Os massacres a tiros em Buffalo e Uvalde – que se juntam a Pittsburgh, Charleston, Parkland, Sandy Hook e outros locais demais para citar aqui – tiveram outros efeitos na celebração da NRA este ano.
No salão cavernoso do lado de fora da área de exposições do centro de convenções, uma placa eletrônica continuava a promover um evento musical de sábado à noite chamado “NRA’s Grand Ole Night of Freedom”, apresentando Lee Greenwood, anunciado como “o patriota mais reconhecido da América”; Don McLean, famoso por “American Pie”; e Larry Gatlin, o cantor country e gospel. Ingressos: R$ 25.
Mas todos os três desistiram no final da semana passada. McLean disse à Fox News que se apresentar seria “desrespeitoso”. Gatlin disse à CNN que “teria sido uma atitude elegante” para a NRA cancelar a convenção e, em vez disso, ter um momento de oração ou silêncio.

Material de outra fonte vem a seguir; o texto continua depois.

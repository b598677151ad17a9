use crate::core::distribution::manifest::Server;
use crate::core::distribution::module::ResolvedModule;
use crate::core::error::{DistroError, DistroResult};

/// Port assumed when a server address omits one.
pub const DEFAULT_PORT: u16 = 25565;

/// One resolved server: parsed address plus the resolved module list.
#[derive(Debug, Clone)]
pub struct ResolvedServer {
    raw: Server,
    hostname: String,
    port: u16,
    modules: Vec<ResolvedModule>,
}

impl ResolvedServer {
    /// Resolve one server declaration.
    pub fn resolve(raw: Server) -> DistroResult<Self> {
        let (hostname, port) = parse_address(&raw.address, &raw.id)?;
        let modules = raw
            .modules
            .iter()
            .map(|m| ResolvedModule::resolve(m.clone(), &raw.id))
            .collect::<DistroResult<Vec<_>>>()?;

        Ok(Self {
            raw,
            hostname,
            port,
            modules,
        })
    }

    /// The declaration this server was resolved from.
    pub fn raw(&self) -> &Server {
        &self.raw
    }

    pub fn id(&self) -> &str {
        &self.raw.id
    }

    pub fn hostname(&self) -> &str {
        &self.hostname
    }

    pub fn port(&self) -> u16 {
        self.port
    }

    /// Resolved top-level modules in declaration order.
    pub fn modules(&self) -> &[ResolvedModule] {
        &self.modules
    }
}

/// Split `host[:port]`. SRV record lookup would slot in here if it is ever
/// needed; callers must not assume it happens.
fn parse_address(address: &str, server_id: &str) -> DistroResult<(String, u16)> {
    match address.split_once(':') {
        Some((hostname, port)) => {
            let port = port
                .parse::<u16>()
                .ok()
                .filter(|p| *p != 0)
                .ok_or_else(|| DistroError::MalformedAddress {
                    server_id: server_id.to_string(),
                })?;
            Ok((hostname.to_string(), port))
        }
        None => Ok((address.to_string(), DEFAULT_PORT)),
    }
}

#[cfg(test)]
mod tests {
    use super::*;
    use std::path::Path;

    fn server_from_json(json: &str) -> Server {
        serde_json::from_str(json).unwrap()
    }

    fn server_with_address(address: &str) -> Server {
        server_from_json(&format!(
            r#"{{
                "id": "Example-1.12.2",
                "name": "Example Server",
                "description": "The example server.",
                "icon": "https://files.example.com/icon.png",
                "version": "1.0.0",
                "address": "{address}",
                "minecraftVersion": "1.12.2",
                "mainServer": true,
                "autoconnect": true,
                "modules": []
            }}"#
        ))
    }

    #[test]
    fn address_without_port_uses_default() {
        let resolved = ResolvedServer::resolve(server_with_address("play.example.com")).unwrap();
        assert_eq!(resolved.hostname(), "play.example.com");
        assert_eq!(resolved.port(), DEFAULT_PORT);
    }

    #[test]
    fn address_with_port_is_split() {
        let resolved = ResolvedServer::resolve(server_with_address("play.example.com:1234")).unwrap();
        assert_eq!(resolved.hostname(), "play.example.com");
        assert_eq!(resolved.port(), 1234);
    }

    #[test]
    fn non_integer_port_is_malformed() {
        let err = ResolvedServer::resolve(server_with_address("play.example.com:notanumber"))
            .unwrap_err();
        match err {
            DistroError::MalformedAddress { server_id } => {
                assert_eq!(server_id, "Example-1.12.2");
            }
            other => panic!("expected MalformedAddress, got {other:?}"),
        }
    }

    #[test]
    fn out_of_range_port_is_malformed() {
        assert!(ResolvedServer::resolve(server_with_address("play.example.com:0")).is_err());
        assert!(ResolvedServer::resolve(server_with_address("play.example.com:70000")).is_err());
    }

    #[test]
    fn modules_resolve_in_declaration_order() {
        let server = server_from_json(
            r#"{
                "id": "Example-1.12.2",
                "name": "Example Server",
                "description": "The example server.",
                "icon": "https://files.example.com/icon.png",
                "version": "1.0.0",
                "address": "play.example.com",
                "minecraftVersion": "1.12.2",
                "mainServer": false,
                "autoconnect": false,
                "modules": [
                    {
                        "id": "com.example:alpha:1.0",
                        "name": "Alpha",
                        "type": "Library",
                        "artifact": { "size": 1, "url": "https://files.example.com/alpha.jar" }
                    },
                    {
                        "id": "com.example:beta:2.0",
                        "name": "Beta",
                        "type": "ForgeMod",
                        "artifact": { "size": 1, "url": "https://files.example.com/beta.jar" }
                    }
                ]
            }"#,
        );
        let resolved = ResolvedServer::resolve(server).unwrap();
        assert_eq!(resolved.modules().len(), 2);
        assert_eq!(resolved.modules()[0].raw().name, "Alpha");
        assert_eq!(resolved.modules()[1].raw().name, "Beta");
        // Module paths inherit this server's id for instance-area files.
        assert_eq!(
            resolved.modules()[0].local_path(),
            Path::new("common/libraries/com/example/alpha/1.0/alpha-1.0.jar")
        );
    }

    #[test]
    fn module_error_aborts_server_resolution() {
        let server = server_from_json(
            r#"{
                "id": "Example-1.12.2",
                "name": "Example Server",
                "description": "The example server.",
                "icon": "https://files.example.com/icon.png",
                "version": "1.0.0",
                "address": "play.example.com",
                "minecraftVersion": "1.12.2",
                "mainServer": false,
                "autoconnect": false,
                "modules": [
                    {
                        "id": "notamavenid",
                        "name": "Broken",
                        "type": "Library",
                        "artifact": { "size": 1, "url": "https://files.example.com/broken.jar" }
                    }
                ]
            }"#,
        );
        assert!(matches!(
            ResolvedServer::resolve(server),
            Err(DistroError::MissingMavenIdentity { .. })
        ));
    }
}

Houve outra ausência notável em uma extremidade do corredor, onde, de acordo com o mapa de expositores da NRA, um grande espaço havia sido reservado para a empresa de armas de fogo da Geórgia Daniel Defense, fabricante de uma arma comprada pelo homem que matou 19 crianças em Uvalde. (A polícia não disse se foi a arma que o atirador usou.) Em vez disso, o espaço era ocupado por algumas mesas e uma máquina de pipoca.
Mas os muitos expositores que compareceram fizeram o possível para proporcionar uma separação feliz, embora temporária, das realidades que esperavam do lado de fora das portas. Havia algo para todos, desde o caçador dedicado ao sobrevivente ansioso até aqueles que procuravam roupas que pudessem esconder elegantemente uma arma.
Ali estavam facas, revólveres e rifles, artisticamente exibidos e disponíveis para serem segurados. No estande de um fabricante de armas de fogo, um vendedor pediu a um repórter que pegasse um rifle de cano curto com coronha dobrável. “Toque isso! Sinta!” ele disse sedutoramente. “Não vai morder.”
Aqui estavam dispositivos portáteis para pegar seus cartuchos gastos, cofres elegantes para guardar suas armas e promoções para caças de jacarés. Um estande para o clube de charutos NRA. Um estande para um provedor sem fio que promove o conservadorismo cristão. Uma longa fila para algum “Silencer Smooth” ou qualquer outra coisa que estivesse sendo preparada na Black Rifle Coffee Company.
Com o passar da sexta-feira, os membros da NRA começaram a deixar a bolha protetora do centro de convenções. Eles sabiam que o salão de exposições abriria cedo no sábado de manhã, oferecendo as últimas Kalashnikovs, Rugers e Glocks, e que no domingo, o último dia da convenção, muitos se reuniriam no grande salão de baile para um café da manhã com oração no cardápio.
No calor da noite de sexta-feira, alguns congressistas permaneceram do seu lado da avenida, fumando cigarros, observando os protestos com desdém, ocasionalmente tirando selfies com a multidão enfurecida como pano de fundo. Vários disseram acreditar que esses manifestantes também tinham seus direitos.
Outros se aventuraram pelas duas pistas da estrada, não para se envolver com as acusações gritadas que não pouparam ninguém, incluindo veteranos mais velhos, mas para pegar seus carros ou seguir para seus hotéis. Eles passaram por cartazes dizendo “Já basta”, “As armas são a morte dos EUA” e “Sou o próximo?” – este segurado por uma garota pouco mais alta do que os portões da barreira que controlam a multidão, sobre os quais estavam penduradas roupas de crianças manchadas de vermelho sangue.
Alguns dos membros da NRA, carregando sacolas de brindes da convenção, sorriram e acenaram enquanto passavam. Outros, porém, mantinham os olhos fixos na calçada quente.